» What you are asked to do
Nothing but the lines from the one with "Ok(value) => return" through the last line of the data should be restated, each word for word.

====

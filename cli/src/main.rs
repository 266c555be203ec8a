mod error;
use error::*;
use std::{collections::VecDeque, env::Args, fs::{read, write}, io::{self, BufRead, ErrorKind, Write}};
use colored::{ColoredString, Colorize};
use log::{Level, LevelFilter, Metadata, Record};
use intcode::{
	error::runtime::{InputError, RuntimeError},
	fileio,
	runtime::{io as vm_io, Input},
	Config, Growth, Interpreter, Pipeline, Program, Topology, Value,
};

const USAGE: &str = "usage:
  cli run <file> [--input a,b,..] [--capacity N] [--grow] [--verbose]
  cli build <file>
  cli amplify <file> --phases a,b,.. [--feedback] [--search] [--capacity N] [--grow] [--verbose]";

#[derive(Debug, Default)]
struct Options {
	file: String,
	inputs: Option<Vec<Value>>,
	phases: Option<Vec<Value>>,
	capacity: Option<usize>,
	grow: bool,
	verbose: bool,
	feedback: bool,
	search: bool,
}

fn main() {
	if let Err(e) = cli() {
		eprintln!("{} {}", "error:".red().bold(), e);
		if e == CLIError::InsufficientArguments {
			eprintln!("{}", USAGE);
		}
		std::process::exit(1);
	}
}

fn cli() -> CLIResult {
	let mut args = std::env::args();
	args.next(); // Ignore program name
	let command = args.next().ok_or(CLIError::InsufficientArguments)?;
	let options = parse_options(args)?;
	init_logger(options.verbose);
	match command.as_str() {
		"run" => run(&options),
		"build" => build(&options),
		"amplify" => amplify(&options),
		_ => Err(CLIError::UnknownArgument(command)),
	}
}

/// Coloured stderr logger for the library's `log` records.
struct Logger;

static LOGGER: Logger = Logger;

impl log::Log for Logger {
	fn enabled(&self, metadata: &Metadata) -> bool {
		metadata.level() <= log::max_level()
	}

	fn log(&self, record: &Record) {
		if !self.enabled(record.metadata()) {
			return;
		}
		let thread = std::thread::current();
		match thread.name() {
			Some(name) if name != "main" => eprintln!("{} {}: {}", tag(record.level()), name, record.args()),
			_ => eprintln!("{} {}", tag(record.level()), record.args()),
		}
	}

	fn flush(&self) {}
}

fn tag(level: Level) -> ColoredString {
	let tag = format!("[{:5}]", level);
	match level {
		Level::Error => tag.red().bold(),
		Level::Warn => tag.yellow().bold(),
		Level::Info => tag.normal(),
		Level::Debug | Level::Trace => tag.dimmed(),
	}
}

fn init_logger(verbose: bool) {
	if log::set_logger(&LOGGER).is_ok() {
		log::set_max_level(if verbose { LevelFilter::Debug } else { LevelFilter::Warn });
	}
}

fn parse_options(mut args: Args) -> CLIResult<Options> {
	let mut options = Options::default();
	let mut file = None;
	while let Some(arg) = args.next() {
		match arg.as_str() {
			"--input" => options.inputs = Some(words(args.next().ok_or(CLIError::MissingValue("--input"))?)?),
			"--phases" => options.phases = Some(words(args.next().ok_or(CLIError::MissingValue("--phases"))?)?),
			"--capacity" => {
				let value = args.next().ok_or(CLIError::MissingValue("--capacity"))?;
				let capacity = value.parse().map_err(|_| CLIError::InvalidValue("--capacity", value))?;
				options.capacity = Some(capacity);
			}
			"--grow" => options.grow = true,
			"--feedback" => options.feedback = true,
			"--search" => options.search = true,
			"--verbose" => options.verbose = true,
			_ if arg.starts_with("--") => return Err(CLIError::UnknownArgument(arg)),
			_ if file.is_none() => file = Some(arg),
			_ => return Err(CLIError::UnknownArgument(arg)),
		}
	}
	options.file = file.ok_or(CLIError::InsufficientArguments)?;
	Ok(options)
}

/// A comma separated list of words, parsed the same way as program text.
fn words(list: String) -> CLIResult<Vec<Value>> {
	let program: Program = list.parse::<Program>().map_err(external!("ProgramError"))?;
	Ok(program.into_words())
}

fn config(options: &Options) -> Config {
	let mut config = Config::default();
	if let Some(capacity) = options.capacity {
		config = config.with_capacity(capacity);
	}
	if options.grow {
		config = config.with_growth(Growth::OnDemand);
	}
	config
}

fn read_file(file: &str) -> CLIResult<Vec<u8>> {
	read(file).map_err(|e| match e.kind() {
		ErrorKind::NotFound => CLIError::NotFound(file.to_string()),
		_ => CLIError::ExternalError("io::Error".into(), e.to_string()),
	})
}

/// Load program text or a built image.
fn load(file: &str) -> CLIResult<Program> {
	let bytes = read_file(file)?;
	if fileio::is_image(&bytes) {
		return fileio::de(&bytes).map_err(external!("FileIOError"));
	}
	let text = String::from_utf8(bytes).map_err(external!("Utf8Error"))?;
	text.parse::<Program>().map_err(external!("ProgramError"))
}

fn run(options: &Options) -> CLIResult {
	let program = load(&options.file)?;
	let mut interpreter = Interpreter::with_config(&program, &config(options)).map_err(external!("MemoryError"))?;
	let mut output = vm_io::sink(|value| println!("{}", value));
	let mut input: Box<dyn Input> = match &options.inputs {
		Some(inputs) => Box::new(VecDeque::from(inputs.clone())),
		None => Box::new(vm_io::source(prompt)),
	};
	interpreter.run(&mut output, &mut *input).map_err(external!("RuntimeError"))?;
	Ok(())
}

/// Ask for one integer on stdin.
fn prompt() -> Result<Value, RuntimeError> {
	let stdin = io::stdin();
	loop {
		eprint!("{} ", ">".dimmed());
		io::stderr().flush().map_err(|e| InputError::External(e.to_string()))?;
		let mut line = String::new();
		let read = stdin.lock().read_line(&mut line).map_err(|e| InputError::External(e.to_string()))?;
		if read == 0 {
			return Err(InputError::External("stdin closed".into()).into());
		}
		match line.trim().parse() {
			Ok(value) => return Ok(value),
			Err(_) => eprintln!("{} {:?} is not an integer", "warning:".yellow().bold(), line.trim()),
		}
	}
}

fn build(options: &Options) -> CLIResult {
	let text = String::from_utf8(read_file(&options.file)?).map_err(external!("Utf8Error"))?;
	let program: Program = text.parse::<Program>().map_err(external!("ProgramError"))?;
	let image = fileio::ser(&program).map_err(external!("FileIOError"))?;
	let (save_as, _) = options.file.rsplit_once(".").unwrap_or((options.file.as_str(), ""));
	let save_as = format!("{}.icb", save_as);
	write(&save_as, image).map_err(external!("io::Error"))?;
	eprintln!("{} {} ({} words)", "wrote".green().bold(), save_as, program.len());
	Ok(())
}

fn amplify(options: &Options) -> CLIResult {
	let program = load(&options.file)?;
	let phases = options.phases.clone().ok_or(CLIError::MissingValue("--phases"))?;
	let topology = if options.feedback { Topology::Feedback } else { Topology::FeedForward };
	let config = config(options);
	if options.search {
		let (best, signal) = intcode::max_signal(&program, &phases, topology, &config)
			.map_err(external!("PipelineError"))?;
		let order: Vec<String> = best.iter().map(Value::to_string).collect();
		println!("{} (phases {})", signal, order.join(","));
	} else {
		let signal = Pipeline::with_config(phases.len(), &program, &phases, topology, &config)
			.and_then(Pipeline::run)
			.map_err(external!("PipelineError"))?;
		println!("{}", signal);
	}
	Ok(())
}

#[cfg(test)]
mod tests {
	use super::*;

	#[test]
	fn tags_are_padded() {
		assert_eq!(&*tag(Level::Warn), "[WARN ]");
		assert_eq!(&*tag(Level::Error), "[ERROR]");
		assert_eq!(&*tag(Level::Debug), "[DEBUG]");
	}

	#[test]
	fn word_lists() {
		assert_eq!(words("9,8,7".into()), Ok(vec![9, 8, 7]));
		assert!(matches!(words("9,,7".into()), Err(CLIError::ExternalError(_, _))));
	}
}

====

» Solved exercise
			Ok(value) => return Ok(value),
			Err(_) => eprintln!("{} {:?} is not an integer", "warning:".yellow().bold(), line.trim()),
		}
	}
}

fn build(options: &Options) -> CLIResult {
	let text = String::from_utf8(read_file(&options.file)?).map_err(external!("Utf8Error"))?;
	let program: Program = text.parse::<Program>().map_err(external!("ProgramError"))?;
	let image = fileio::ser(&program).map_err(external!("FileIOError"))?;
	let (save_as, _) = options.file.rsplit_once(".").unwrap_or((options.file.as_str(), ""));
	let save_as = format!("{}.icb", save_as);
	write(&save_as, image).map_err(external!("io::Error"))?;
	eprintln!("{} {} ({} words)", "wrote".green().bold(), save_as, program.len());
	Ok(())
}

fn amplify(options: &Options) -> CLIResult {
	let program = load(&options.file)?;
	let phases = options.phases.clone().ok_or(CLIError::MissingValue("--phases"))?;
	let topology = if options.feedback { Topology::Feedback } else { Topology::FeedForward };
	let config = config(options);
	if options.search {
		let (best, signal) = intcode::max_signal(&program, &phases, topology, &config)
			.map_err(external!("PipelineError"))?;
		let order: Vec<String> = best.iter().map(Value::to_string).collect();
		println!("{} (phases {})", signal, order.join(","));
	} else {
		let signal = Pipeline::with_config(phases.len(), &program, &phases, topology, &config)
			.and_then(Pipeline::run)
			.map_err(external!("PipelineError"))?;
		println!("{}", signal);
	}
	Ok(())
}

#[cfg(test)]
mod tests {
	use super::*;

	#[test]
	fn tags_are_padded() {
		assert_eq!(&*tag(Level::Warn), "[WARN ]");
		assert_eq!(&*tag(Level::Error), "[ERROR]");
		assert_eq!(&*tag(Level::Debug), "[DEBUG]");
	}

	#[test]
	fn word_lists() {
		assert_eq!(words("9,8,7".into()), Ok(vec![9, 8, 7]));
		assert!(matches!(words("9,,7".into()), Err(CLIError::ExternalError(_, _))));
	}
}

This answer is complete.